McKitty joined the Georgia Bulldogs and was eligible to play immediately as a graduate transfer. He became a starter for Georgia three games into the 2020 season and finished the year with six receptions for 108 yards and a touchdown.

==Professional career==

Pre-draft measurables
| Height | Weight | Arm length | Hand span | Wingspan | 40-yard dash | 10-yard split | 20-yard split | 20-yard shuttle | Three-cone drill | Vertical jump | Broad jump | Bench press |
| 6 ft 4+1⁄4 in (1.94 m) | 246 lb (112 kg) | 32+3⁄4 in (0.83 m) | 10+3⁄4 in (0.27 m) | 6 ft 7+3⁄8 in (2.02 m) | 4.70 s | 1.65 s | 2.81 s | 4.34 s | 7.38 s | 30.0 in (0.76 m) | 9 ft 11 in (3.02 m) | 23 reps |
All values from Pro Day

===Los Angeles Chargers===
McKitty was selected by the Los Angeles Chargers in the 3rd round, 97th overall, of the 2021 NFL draft. McKitty signed his four-year rookie contract with the Chargers on July 27, 2021.

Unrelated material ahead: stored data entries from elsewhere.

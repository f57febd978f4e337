//! Shared utilities for integration tests that need a live PostgreSQL.
//!
//! Spins up a throwaway Postgres container per test via testcontainers,
//! runs the crate's migrations, and hands back a connected pool. Tests
//! using this module carry `#[ignore = "requires Docker"]` and run with
//! `cargo test -- --ignored` on a machine with Docker available.

#![allow(dead_code)]

use anyhow::{Context, Result};
use sqlx::postgres::PgPoolOptions;
use sqlx::PgPool;
use std::time::Duration;
use testcontainers::{core::IntoContainerPort, runners::AsyncRunner, ContainerAsync, ImageExt};
use testcontainers_modules::postgres::Postgres;
use tracing::{debug, info};

/// PostgreSQL test container with migrations pre-applied.
///
/// The container lives as long as this struct; dropping it tears the
/// database down.
pub struct TestPostgres {
    container: ContainerAsync<Postgres>,
    pool: PgPool,
    connection_string: String,
}

impl TestPostgres {
    /// Start a container with default options and run migrations.
    pub async fn start() -> Result<Self> {
        Self::start_with_options(PostgresOptions::default()).await
    }

    pub async fn start_with_options(options: PostgresOptions) -> Result<Self> {
        info!("Starting PostgreSQL test container...");

        let container = Postgres::default()
            .with_tag(&options.version)
            .start()
            .await
            .context("Failed to start PostgreSQL container")?;

        let host = container
            .get_host()
            .await
            .context("Failed to get container host")?;
        let port = container
            .get_host_port_ipv4(5432.tcp())
            .await
            .context("Failed to get container port")?;

        let connection_string =
            format!("postgresql://postgres:postgres@{}:{}/postgres", host, port);

        debug!("PostgreSQL connection: {}", connection_string);

        let pool = PgPoolOptions::new()
            .max_connections(options.max_connections)
            .acquire_timeout(Duration::from_secs(options.acquire_timeout_secs))
            .connect(&connection_string)
            .await
            .context("Failed to connect to PostgreSQL")?;

        if options.run_migrations {
            info!("Running database migrations...");
            sqlx::migrate!("../../migrations")
                .run(&pool)
                .await
                .context("Failed to run migrations")?;
        }

        Ok(Self {
            container,
            pool,
            connection_string,
        })
    }

    pub fn pool(&self) -> &PgPool {
        &self.pool
    }

    pub fn pool_clone(&self) -> PgPool {
        self.pool.clone()
    }

    pub fn connection_string(&self) -> &str {
        &self.connection_string
    }
}

/// Configuration options for the PostgreSQL test container.
pub struct PostgresOptions {
    /// PostgreSQL version/tag (default: "16-alpine")
    pub version: String,
    /// Maximum number of connections in the pool (default: 5)
    pub max_connections: u32,
    /// Connection acquire timeout in seconds (default: 30)
    pub acquire_timeout_secs: u64,
    /// Whether to run migrations on startup (default: true)
    pub run_migrations: bool,
}

impl Default for PostgresOptions {
    fn default() -> Self {
        Self {
            version: "16-alpine".to_string(),
            max_connections: 5,
            acquire_timeout_secs: 30,
            run_migrations: true,
        }
    }
}

/// Initialize tracing for tests.
///
/// Call this at the start of a test to enable logging.
pub fn init_test_tracing() {
    use tracing_subscriber::{fmt, EnvFilter};

    let _ = fmt()
        .with_env_filter(EnvFilter::try_from_default_env().unwrap_or_else(|_| {
            EnvFilter::new("info,qd_server=debug,sqlx=warn,testcontainers=info")
        }))
        .with_test_writer()
        .try_init();
}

On October 31, 2023, McKitty was released by the Chargers.

===Buffalo Bills===
On November 7, 2023, McKitty was signed by the Buffalo Bills to their practice squad. He signed a reserve/future contract with Buffalo on January 22, 2024.

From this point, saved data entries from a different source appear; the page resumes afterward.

//! End-to-end decode tests for QD3176 claim files.
//!
//! These run the full decode path an ingest worker performs, minus the
//! database: envelope parsing, base64 extraction, dynamic fragment
//! parsing, key normalization and descriptor-driven item extraction.

use base64::engine::general_purpose::STANDARD as BASE64;
use base64::Engine as _;

use qd_server::bundle::{ClaimBundle, SubDocType};
use qd_server::normalize::{camelize_keys, clean_payload};
use qd_server::xml::{parse_to_value, ClaimEnvelope};

fn b64(xml: &str) -> String {
    BASE64.encode(xml.as_bytes())
}

fn envelope_with(entries: &[(&str, &str)]) -> String {
    let files: String = entries
        .iter()
        .map(|(tag, xml)| {
            format!(
                "<FILEHOSO><LOAIHOSO>{}</LOAIHOSO><NOIDUNGFILE>{}</NOIDUNGFILE></FILEHOSO>",
                tag,
                b64(xml)
            )
        })
        .collect();
    format!(
        "<GIAMDINHHS><THONGTINHOSO><NGAYLAP>20240101</NGAYLAP><SOLUONGHOSO>1</SOLUONGHOSO>\
         <DANHSACHHOSO><HOSO>{}</HOSO></DANHSACHHOSO></THONGTINHOSO></GIAMDINHHS>",
        files
    )
}

const XML1_FRAGMENT: &str = "<TONG_HOP>\
    <MA_LK>LK0001</MA_LK>\
    <MA_THE>DN4010123456789</MA_THE>\
    <NGAY_VAO>202401011030</NGAY_VAO>\
    <THANG_QT>1</THANG_QT>\
    <NAM_QT>2024</NAM_QT>\
    <MA_LOAI_KCB>01</MA_LOAI_KCB>\
    <MA_CSKCB>01234</MA_CSKCB>\
    <HO_TEN>Nguyen Van A</HO_TEN>\
    <DIA_CHI></DIA_CHI>\
</TONG_HOP>";

const XML2_FRAGMENT: &str = "<DSACH_CHI_TIET_THUOC>\
    <CHI_TIET_THUOC><MA_THUOC>T001</MA_THUOC><SO_LUONG>2</SO_LUONG></CHI_TIET_THUOC>\
    <CHI_TIET_THUOC><MA_THUOC>T002</MA_THUOC><SO_LUONG>1</SO_LUONG></CHI_TIET_THUOC>\
</DSACH_CHI_TIET_THUOC>";

const XML7_FRAGMENT: &str = "<GIAY_RA_VIEN>\
    <MA_LK>LK0001</MA_LK>\
    <NGAY_RA>202401051130</NGAY_RA>\
</GIAY_RA_VIEN>";

/// Decode one envelope entry the way a worker does.
fn decode(tag: &str, content_b64: &str) -> (SubDocType, serde_json::Value) {
    let kind = SubDocType::from_code(tag).expect("known type tag");
    let bytes = BASE64.decode(content_b64.as_bytes()).expect("valid base64");
    let text = String::from_utf8(bytes).expect("utf8 fragment");
    let value = parse_to_value(&text).expect("parseable fragment");
    (kind, camelize_keys(value))
}

#[test]
fn test_full_file_decodes_into_bundle() {
    let file = envelope_with(&[
        ("XML1", XML1_FRAGMENT),
        ("XML2", XML2_FRAGMENT),
        ("XML7", XML7_FRAGMENT),
    ]);

    let envelope = ClaimEnvelope::parse(&file).expect("valid envelope");
    let entries = envelope.file_entries();
    assert_eq!(entries.len(), 3);

    let mut bundle = ClaimBundle::new();
    for entry in entries {
        let tag = entry.loai_ho_so.as_deref().expect("type tag present");
        let content = entry.noi_dung_file.as_deref().expect("content present");
        let (kind, payload) = decode(tag, content);
        bundle.insert(kind, payload);
    }

    assert_eq!(bundle.len(), 3);
    assert_eq!(bundle.ma_lk(), Some("LK0001"));

    let root = bundle.get(SubDocType::Xml1).expect("root present");
    assert_eq!(root["hoTen"], "Nguyen Van A");
    assert_eq!(root["maThe"], "DN4010123456789");
}

#[test]
fn test_drug_lines_extract_as_list() {
    let (kind, payload) = decode("XML2", &b64(XML2_FRAGMENT));
    assert_eq!(kind, SubDocType::Xml2);

    let items = kind.descriptor().extract_items(&payload);
    assert_eq!(items.len(), 2);
    assert_eq!(items[0]["maThuoc"], "T001");
    assert_eq!(items[1]["maThuoc"], "T002");
}

#[test]
fn test_single_drug_line_is_wrapped() {
    let fragment = "<DSACH_CHI_TIET_THUOC>\
        <CHI_TIET_THUOC><MA_THUOC>T001</MA_THUOC></CHI_TIET_THUOC>\
    </DSACH_CHI_TIET_THUOC>";
    let (kind, payload) = decode("XML2", &b64(fragment));

    let items = kind.descriptor().extract_items(&payload);
    assert_eq!(items.len(), 1);
    assert_eq!(items[0]["maThuoc"], "T001");
}

#[test]
fn test_singleton_document_extracts_at_root() {
    let (kind, payload) = decode("XML7", &b64(XML7_FRAGMENT));
    assert_eq!(kind, SubDocType::Xml7);

    let items = kind.descriptor().extract_items(&payload);
    assert_eq!(items.len(), 1);
    assert_eq!(items[0]["ngayRa"], "202401051130");
}

#[test]
fn test_blank_fields_clean_to_null() {
    let (_, payload) = decode("XML1", &b64(XML1_FRAGMENT));
    let cleaned = clean_payload(payload);
    assert!(cleaned["diaChi"].is_null());
    assert_eq!(cleaned["hoTen"], "Nguyen Van A");
}

#[test]
fn test_envelope_without_records_has_no_entries() {
    let file = "<GIAMDINHHS><THONGTINHOSO><NGAYLAP>20240101</NGAYLAP>\
                </THONGTINHOSO></GIAMDINHHS>";
    let envelope = ClaimEnvelope::parse(file).expect("envelope parses");
    assert!(envelope.file_entries().is_empty());
}

#[test]
fn test_garbage_file_is_rejected() {
    assert!(ClaimEnvelope::parse("this is not xml").is_err());
    assert!(ClaimEnvelope::parse("<WRONG_ROOT/>").is_err());
}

On August 27, 2024, McKitty was released by the Bills as part of final roster cuts.

===Cleveland Browns===
On December 11, 2024, the Cleveland Browns signed McKitty to their practice squad. He signed a reserve/future contract with Cleveland on January 6, 2025.

On June 19, 2025, McKitty was waived by the Browns.

===Houston Texans===
On August 13, 2025, McKitty signed with the Houston Texans. He was waived by the Texans on August 20.

=== Louisville Kings ===
On January 14, 2026, McKitty was selected by the Louisville Kings of the United Football League (UFL).

===Washington Commanders===
On August 18, 2026, McKitty signed with the Washington Commanders. On August 30, he was waived as part of final roster cuts before the start of the 2026 season.